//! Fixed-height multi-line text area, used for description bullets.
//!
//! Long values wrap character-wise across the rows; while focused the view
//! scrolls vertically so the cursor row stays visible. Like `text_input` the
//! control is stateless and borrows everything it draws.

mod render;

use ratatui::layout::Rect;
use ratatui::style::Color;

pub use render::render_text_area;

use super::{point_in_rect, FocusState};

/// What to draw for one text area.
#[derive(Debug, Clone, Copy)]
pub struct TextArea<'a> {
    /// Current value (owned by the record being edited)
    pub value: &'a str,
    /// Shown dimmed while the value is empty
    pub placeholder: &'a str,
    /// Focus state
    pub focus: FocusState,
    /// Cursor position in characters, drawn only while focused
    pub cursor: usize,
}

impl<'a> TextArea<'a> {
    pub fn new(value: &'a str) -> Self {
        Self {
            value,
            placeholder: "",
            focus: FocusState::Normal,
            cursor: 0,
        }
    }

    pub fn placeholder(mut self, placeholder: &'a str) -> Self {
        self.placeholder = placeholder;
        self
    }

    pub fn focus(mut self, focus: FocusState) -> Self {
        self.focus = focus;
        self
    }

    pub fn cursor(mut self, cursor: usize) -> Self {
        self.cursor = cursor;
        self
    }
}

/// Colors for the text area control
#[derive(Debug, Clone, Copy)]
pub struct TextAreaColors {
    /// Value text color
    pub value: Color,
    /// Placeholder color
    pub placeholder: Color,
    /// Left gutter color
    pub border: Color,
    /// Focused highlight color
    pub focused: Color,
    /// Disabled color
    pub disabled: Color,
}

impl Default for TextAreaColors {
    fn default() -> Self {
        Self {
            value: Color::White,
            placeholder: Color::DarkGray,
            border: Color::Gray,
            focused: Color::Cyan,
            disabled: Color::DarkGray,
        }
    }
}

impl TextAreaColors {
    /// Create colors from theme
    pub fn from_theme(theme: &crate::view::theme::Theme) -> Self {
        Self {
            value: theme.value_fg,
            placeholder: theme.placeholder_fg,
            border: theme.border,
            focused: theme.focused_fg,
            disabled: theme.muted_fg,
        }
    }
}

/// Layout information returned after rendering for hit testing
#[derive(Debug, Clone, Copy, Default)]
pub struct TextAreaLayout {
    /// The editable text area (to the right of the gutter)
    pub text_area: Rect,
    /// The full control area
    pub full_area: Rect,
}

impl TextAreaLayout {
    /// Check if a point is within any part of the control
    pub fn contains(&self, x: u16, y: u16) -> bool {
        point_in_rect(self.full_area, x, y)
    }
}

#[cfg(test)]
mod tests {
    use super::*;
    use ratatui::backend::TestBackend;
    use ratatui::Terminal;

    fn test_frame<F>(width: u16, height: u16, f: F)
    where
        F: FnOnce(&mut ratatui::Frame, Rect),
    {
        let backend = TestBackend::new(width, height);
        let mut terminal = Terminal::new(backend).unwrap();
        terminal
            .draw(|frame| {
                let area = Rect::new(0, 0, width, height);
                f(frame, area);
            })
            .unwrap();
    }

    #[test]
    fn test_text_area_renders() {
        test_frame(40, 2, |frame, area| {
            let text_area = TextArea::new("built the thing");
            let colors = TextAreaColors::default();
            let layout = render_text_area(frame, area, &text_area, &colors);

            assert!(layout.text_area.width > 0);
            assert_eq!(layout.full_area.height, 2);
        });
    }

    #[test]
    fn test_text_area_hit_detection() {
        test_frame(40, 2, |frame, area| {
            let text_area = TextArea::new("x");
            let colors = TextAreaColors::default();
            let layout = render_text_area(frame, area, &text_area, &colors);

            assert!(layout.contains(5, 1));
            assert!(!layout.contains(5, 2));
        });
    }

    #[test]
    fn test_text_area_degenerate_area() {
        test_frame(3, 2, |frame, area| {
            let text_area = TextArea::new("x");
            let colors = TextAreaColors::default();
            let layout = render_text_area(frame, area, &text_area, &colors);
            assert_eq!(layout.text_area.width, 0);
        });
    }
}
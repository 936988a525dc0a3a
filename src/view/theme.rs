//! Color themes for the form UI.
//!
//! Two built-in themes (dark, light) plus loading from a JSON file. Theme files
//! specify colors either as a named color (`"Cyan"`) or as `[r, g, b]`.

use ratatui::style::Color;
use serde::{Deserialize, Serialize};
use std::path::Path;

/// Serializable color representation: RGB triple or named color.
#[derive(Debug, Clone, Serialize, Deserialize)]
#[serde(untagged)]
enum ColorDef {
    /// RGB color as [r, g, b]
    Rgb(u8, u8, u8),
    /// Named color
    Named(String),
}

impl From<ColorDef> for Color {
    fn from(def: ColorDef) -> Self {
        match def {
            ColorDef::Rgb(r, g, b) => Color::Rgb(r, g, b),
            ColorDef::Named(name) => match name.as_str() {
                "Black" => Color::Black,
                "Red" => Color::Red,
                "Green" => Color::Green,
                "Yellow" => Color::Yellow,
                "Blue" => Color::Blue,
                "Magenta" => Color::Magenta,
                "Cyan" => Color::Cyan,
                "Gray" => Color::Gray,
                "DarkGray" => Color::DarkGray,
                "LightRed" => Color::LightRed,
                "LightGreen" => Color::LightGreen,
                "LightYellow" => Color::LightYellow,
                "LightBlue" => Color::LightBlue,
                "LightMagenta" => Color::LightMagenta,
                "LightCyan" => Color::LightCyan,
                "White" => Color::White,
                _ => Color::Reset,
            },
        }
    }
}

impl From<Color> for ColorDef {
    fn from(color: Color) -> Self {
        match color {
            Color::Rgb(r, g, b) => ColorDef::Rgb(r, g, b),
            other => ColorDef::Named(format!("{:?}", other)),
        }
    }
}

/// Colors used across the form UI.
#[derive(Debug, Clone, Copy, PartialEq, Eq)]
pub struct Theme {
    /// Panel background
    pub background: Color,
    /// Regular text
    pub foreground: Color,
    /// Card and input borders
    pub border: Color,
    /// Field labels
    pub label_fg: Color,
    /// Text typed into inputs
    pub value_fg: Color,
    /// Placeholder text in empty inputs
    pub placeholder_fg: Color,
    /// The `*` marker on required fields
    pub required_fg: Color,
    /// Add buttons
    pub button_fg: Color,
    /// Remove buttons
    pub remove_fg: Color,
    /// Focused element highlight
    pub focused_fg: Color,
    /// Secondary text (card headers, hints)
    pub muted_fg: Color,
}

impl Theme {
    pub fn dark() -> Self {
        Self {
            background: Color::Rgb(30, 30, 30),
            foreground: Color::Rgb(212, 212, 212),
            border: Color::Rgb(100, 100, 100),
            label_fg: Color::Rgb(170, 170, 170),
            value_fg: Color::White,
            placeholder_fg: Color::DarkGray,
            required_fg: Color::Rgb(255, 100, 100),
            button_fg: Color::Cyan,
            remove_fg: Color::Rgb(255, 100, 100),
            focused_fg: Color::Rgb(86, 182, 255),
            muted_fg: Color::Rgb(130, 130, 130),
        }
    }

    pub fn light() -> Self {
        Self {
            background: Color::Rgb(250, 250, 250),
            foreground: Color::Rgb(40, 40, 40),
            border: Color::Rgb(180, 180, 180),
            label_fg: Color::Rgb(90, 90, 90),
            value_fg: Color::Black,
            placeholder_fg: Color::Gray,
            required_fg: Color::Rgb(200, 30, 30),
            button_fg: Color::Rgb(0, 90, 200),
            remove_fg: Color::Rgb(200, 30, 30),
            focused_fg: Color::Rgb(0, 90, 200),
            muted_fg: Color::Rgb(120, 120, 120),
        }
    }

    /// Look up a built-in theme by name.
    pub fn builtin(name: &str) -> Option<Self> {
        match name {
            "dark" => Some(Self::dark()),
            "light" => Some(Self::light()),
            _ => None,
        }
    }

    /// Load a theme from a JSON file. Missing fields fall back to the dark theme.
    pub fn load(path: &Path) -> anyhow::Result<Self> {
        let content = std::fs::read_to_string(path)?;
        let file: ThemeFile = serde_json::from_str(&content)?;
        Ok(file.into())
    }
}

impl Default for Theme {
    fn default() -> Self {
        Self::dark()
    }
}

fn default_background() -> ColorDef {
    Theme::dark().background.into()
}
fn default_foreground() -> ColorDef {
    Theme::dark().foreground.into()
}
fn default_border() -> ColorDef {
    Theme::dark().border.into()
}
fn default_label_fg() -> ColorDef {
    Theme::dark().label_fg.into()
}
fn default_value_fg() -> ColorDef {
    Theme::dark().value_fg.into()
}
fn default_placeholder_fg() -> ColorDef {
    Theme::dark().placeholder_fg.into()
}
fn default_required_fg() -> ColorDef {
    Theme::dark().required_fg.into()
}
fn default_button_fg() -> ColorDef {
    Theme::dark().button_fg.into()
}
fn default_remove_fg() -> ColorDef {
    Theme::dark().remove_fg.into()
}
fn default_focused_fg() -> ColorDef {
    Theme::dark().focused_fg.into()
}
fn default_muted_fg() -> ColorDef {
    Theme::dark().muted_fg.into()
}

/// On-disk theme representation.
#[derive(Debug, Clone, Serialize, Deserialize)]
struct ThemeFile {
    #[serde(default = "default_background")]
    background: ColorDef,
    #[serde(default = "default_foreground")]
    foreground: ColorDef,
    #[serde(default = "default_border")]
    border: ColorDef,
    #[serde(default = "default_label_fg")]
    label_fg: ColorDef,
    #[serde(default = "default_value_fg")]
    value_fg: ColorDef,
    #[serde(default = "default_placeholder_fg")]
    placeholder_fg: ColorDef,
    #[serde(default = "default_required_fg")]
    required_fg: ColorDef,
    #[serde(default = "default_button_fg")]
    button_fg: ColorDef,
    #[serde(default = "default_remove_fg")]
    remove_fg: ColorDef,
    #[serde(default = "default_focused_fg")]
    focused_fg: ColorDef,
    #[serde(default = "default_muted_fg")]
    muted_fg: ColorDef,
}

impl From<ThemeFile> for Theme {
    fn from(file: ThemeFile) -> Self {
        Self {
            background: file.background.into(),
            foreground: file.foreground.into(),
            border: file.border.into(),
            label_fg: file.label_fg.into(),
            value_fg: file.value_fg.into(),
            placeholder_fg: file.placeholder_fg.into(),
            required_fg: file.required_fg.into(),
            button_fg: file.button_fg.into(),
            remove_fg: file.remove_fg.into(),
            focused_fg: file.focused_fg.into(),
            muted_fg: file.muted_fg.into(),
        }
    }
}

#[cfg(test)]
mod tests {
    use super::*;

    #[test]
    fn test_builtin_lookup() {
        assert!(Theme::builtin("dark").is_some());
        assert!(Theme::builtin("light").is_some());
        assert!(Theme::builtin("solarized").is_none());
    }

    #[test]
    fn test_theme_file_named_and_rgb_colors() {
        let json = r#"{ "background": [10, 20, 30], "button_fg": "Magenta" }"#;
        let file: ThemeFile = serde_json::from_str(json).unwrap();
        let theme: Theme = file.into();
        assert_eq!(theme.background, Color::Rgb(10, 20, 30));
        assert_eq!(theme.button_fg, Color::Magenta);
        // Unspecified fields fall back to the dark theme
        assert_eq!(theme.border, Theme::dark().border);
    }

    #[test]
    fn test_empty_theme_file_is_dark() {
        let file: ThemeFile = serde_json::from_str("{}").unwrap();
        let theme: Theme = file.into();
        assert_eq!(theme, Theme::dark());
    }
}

## REQUIRED WORK
Report each line in the data above that holds the word "contains" by copying it.

## RESULT FOR THIS EXERCISE
    pub fn contains(&self, x: u16, y: u16) -> bool {
            assert!(layout.contains(5, 1));
            assert!(!layout.contains(5, 2));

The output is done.